Department of Radiology, Institute of Gastroenterology, Research Institute of Radiological Science, Severance Hospital, Yonsei University College of Medicine, Seodaemun-ku, Shinchon-dong 134, Seoul 120-752, South Korea.
Radiology. 2010 Nov;257(2):384-93. doi: 10.1148/radiol.10100200. Epub 2010 Sep 9.
To define the differential imaging features of pancreatobiliary- and intestinal-type ampullary carcinomas at magnetic resonance (MR) imaging and to correlate these features with pathologic findings.
This retrospective study was approved by the institutional review board; informed consent was waived. Fifty patients with surgically confirmed ampullary carcinoma and preoperative MR results were included. Two radiologists, blinded to histologic type of cancer, evaluated imaging findings in consensus. Univariate and multiple logistic regression analysis were performed to define imaging findings that were useful for differentiation of the two types of carcinomas.
On the basis of hematoxylin-eosin and immunohistochemical staining, 35 patients were classified as having pancreatobiliary type; and 15 patients, intestinal type. At MR, all of 15 intestinal carcinomas were nodular, whereas 16 (46%) of 35 pancreatobiliary carcinomas were infiltrative. Intestinal carcinomas were isointense (13 [87%] of 15) to hyperintense (two [13%] of 15), whereas 34% (12 of 35) of pancreatobiliary carcinomas manifested as hypointense compared with the duodenum on T2-weighted MR images (P = .034). Intestinal carcinoma commonly manifested with an oval filling defect at the distal end of the bile duct on MR cholangiopancreatographic (MRCP) images (11 [73%] of 15 vs four [11%] of 35 in pancreatobiliary type) (P < .001). At endoscopy, intestinal carcinoma manifested with an extramural protruding mass (n = 15, 100%) with a papillary surface (n = 11, 73%), whereas pancreatobiliary carcinoma manifested with intramural protruding (n = 5, 28%) or ulcerating (n = 1, 6%) gross morphologic features (P = .047) with a nonpapillary surface (n = 17, 94%) (P < .001). Multiple logistic regression analysis showed that an oval filling defect at the distal end of the bile duct was the only independent finding for differentiating intestinal from pancreatobiliary carcinoma (P = .027).

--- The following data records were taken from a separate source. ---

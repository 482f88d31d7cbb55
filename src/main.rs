//! Salin - Machine Translation Evaluation Harness
//!
//! Entry point for the `salin` command: builds train/valid/test splits from a
//! parallel corpus, translates the test subset with NLLB or Google Translate,
//! and scores the predictions with BLEU and COMET.

use anyhow::Result;
use clap::Parser;
use rand::SeedableRng;
use rand::rngs::StdRng;
use tracing::{Level, info};
use tracing_appender::{non_blocking, rolling};
use tracing_subscriber::{EnvFilter, fmt, layer::SubscriberExt, util::SubscriberInitExt};

use salin::cli::{Args, Commands};
use salin::config::Config;
use salin::translate::ProviderKind;
use salin::workflow::{EvaluateOptions, Workflow};

#[tokio::main]
async fn main() -> Result<()> {
    let args = Args::parse();

    // Setup logging to both console and file
    setup_logging(args.verbose)?;
    info!("Starting Salin - Machine Translation Evaluation Harness");

    let config = match &args.config {
        Some(config_path) => Config::from_file(config_path)?,
        None => {
            if std::path::Path::new("salin.toml").exists() {
                info!("Found salin.toml in current directory, loading...");
                Config::from_file("salin.toml")?
            } else {
                Config::default()
            }
        }
    };

    let workflow = Workflow::new(config.clone())?;

    match args.command {
        Commands::Split { manifest, version, seed, held_out } => {
            info!("Building split '{}' from {}", version, manifest.display());

            let seed = seed.or(config.data.seed).unwrap_or_else(rand::random);
            info!("Shuffling with seed {}", seed);
            let mut rng = StdRng::seed_from_u64(seed);

            let dataset = workflow.build_split(&manifest, &version, held_out, &mut rng).await?;
            println!(
                "Split '{}': train {}, valid {}, test {}",
                version,
                dataset.train.len(),
                dataset.valid.len(),
                dataset.test.len()
            );
        }
        Commands::Evaluate { version, providers, predictions, sample, save_predictions } => {
            info!("Evaluating split '{}'", version);

            let providers = match (providers, &predictions) {
                (Some(names), _) => ProviderKind::parse_list(&names)?,
                (None, Some(_)) => Vec::new(),
                (None, None) => vec![ProviderKind::Nllb],
            };
            let options = EvaluateOptions { sample, save_predictions };

            let results = workflow.evaluate(&version, &providers, predictions, &options).await?;
            for result in &results {
                info!("{}: BLEU {:.2}", result.label, result.report.bleu.score);
            }
        }
        Commands::Finetune { version } => {
            info!("Fine-tuning {} on split '{}'", config.neural.base_model, version);
            let output_dir = workflow.finetune(&version).await?;
            println!("Fine-tuned model saved to {}", output_dir.display());
        }
        Commands::Dump { version, output } => {
            let count = workflow.dump_test_sources(&version, &output).await?;
            println!("Wrote {} test sentences to {}", count, output.display());
        }
        Commands::List => {
            let (splits, models) = workflow.list_artifacts()?;
            let cwd = std::env::current_dir()?;

            if splits.is_empty() {
                println!("No saved splits found.");
            } else {
                println!("\nSaved Splits:");
                println!("{:<20} {:<8} {:<8} {:<8} {:<8} {:<26}", "Version", "Mode", "Train", "Valid", "Test", "Created");
                println!("{}", "-".repeat(80));
                for split in &splits {
                    println!(
                        "{:<20} {:<8} {:<8} {:<8} {:<8} {:<26}",
                        split.version,
                        format!("{:?}", split.mode).to_lowercase(),
                        split.train,
                        split.valid,
                        split.test,
                        split.created_at.format("%Y-%m-%d %H:%M:%S")
                    );
                }
            }

            if models.is_empty() {
                println!("\nNo fine-tuned models found.");
            } else {
                println!("\nFine-tuned Models:");
                for model in &models {
                    let shown = pathdiff::diff_paths(model, &cwd).unwrap_or_else(|| model.clone());
                    println!("  {}", shown.display());
                }
            }
        }
    }

    info!("Salin completed successfully");
    Ok(())
}

/// Setup logging to both console and file
fn setup_logging(verbose: bool) -> Result<()> {
    let log_dir = std::env::current_dir()?.join(".salin").join("log");
    std::fs::create_dir_all(&log_dir)?;

    // Set up file appender with daily rotation
    let file_appender = rolling::daily(&log_dir, "salin.log");
    let (non_blocking_file, guard) = non_blocking(file_appender);
    // Keep the guard alive for the duration of the program
    std::mem::forget(guard);

    let log_level = if verbose { Level::DEBUG } else { Level::INFO };

    let console_layer = fmt::layer()
        .with_target(false)
        .with_file(true)
        .with_line_number(true);

    let file_layer = fmt::layer()
        .with_writer(non_blocking_file)
        .with_target(false)
        .with_thread_ids(true)
        .with_file(true)
        .with_line_number(true)
        .with_ansi(false);

    tracing_subscriber::registry()
        .with(EnvFilter::from_default_env().add_directive(log_level.into()))
        .with(console_layer)
        .with(file_layer)
        .try_init()
        .map_err(|e| anyhow::anyhow!("Failed to initialize logging: {}", e))?;

    info!(
        "Logging initialized - console: {}, file: {}",
        log_level,
        log_dir.join("salin.log").display()
    );

    Ok(())
}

An oval filling defect at the distal end of the bile duct on MRCP images and an extramural protruding appearance with a papillary surface at endoscopy are likely to suggest intestinal ampullary carcinoma.
在磁共振成像(MR)中定义胰胆管型和肠型壶腹癌的差异成像特征,并将这些特征与病理发现相关联。
本回顾性研究经机构审查委员会批准;豁免了知情同意。共纳入 50 例经手术证实的壶腹癌患者和术前 MR 结果。两位放射科医生在不知道癌症组织学类型的情况下,对影像学结果进行了共识评估。进行了单变量和多变量逻辑回归分析,以确定对两种类型的癌症进行区分有用的影像学发现。
根据苏木精-伊红和免疫组织化学染色,35 例患者被归类为胰胆管型;15 例患者为肠型。在 MR 上,所有 15 例肠型癌均为结节状,而 35 例胰胆管型癌中有 16 例(46%)为浸润性。肠型癌在 T2 加权 MR 图像上与十二指肠等信号(13[87%]例 15 例)或高信号(2[13%]例 15 例),而 34%(12 例 35 例)的胰胆管型癌表现为低信号(P=.034)。肠型癌在 MR 胆胰管成像(MRCP)图像上常表现为胆总管末端的椭圆形充盈缺损(15 例 11[73%]例 vs 胰胆管型 35 例 4[11%]例)(P<.001)。在内镜下,肠型癌表现为外生突出肿块(n=15,100%),表面呈乳头状(n=11,73%),而胰胆管型癌表现为腔内突出(n=5,28%)或溃疡性(n=1,6%)大体形态特征(P=.047),表面无乳头状(n=17,94%)(P<.001)。多变量逻辑回归分析显示,胆总管末端的椭圆形充盈缺损是区分肠型和胰胆管型癌的唯一独立发现(P=.027)。
MRCP 图像上胆总管末端的椭圆形充盈缺损和内镜下的外生突出外观伴乳头状表面很可能提示肠型壶腹癌。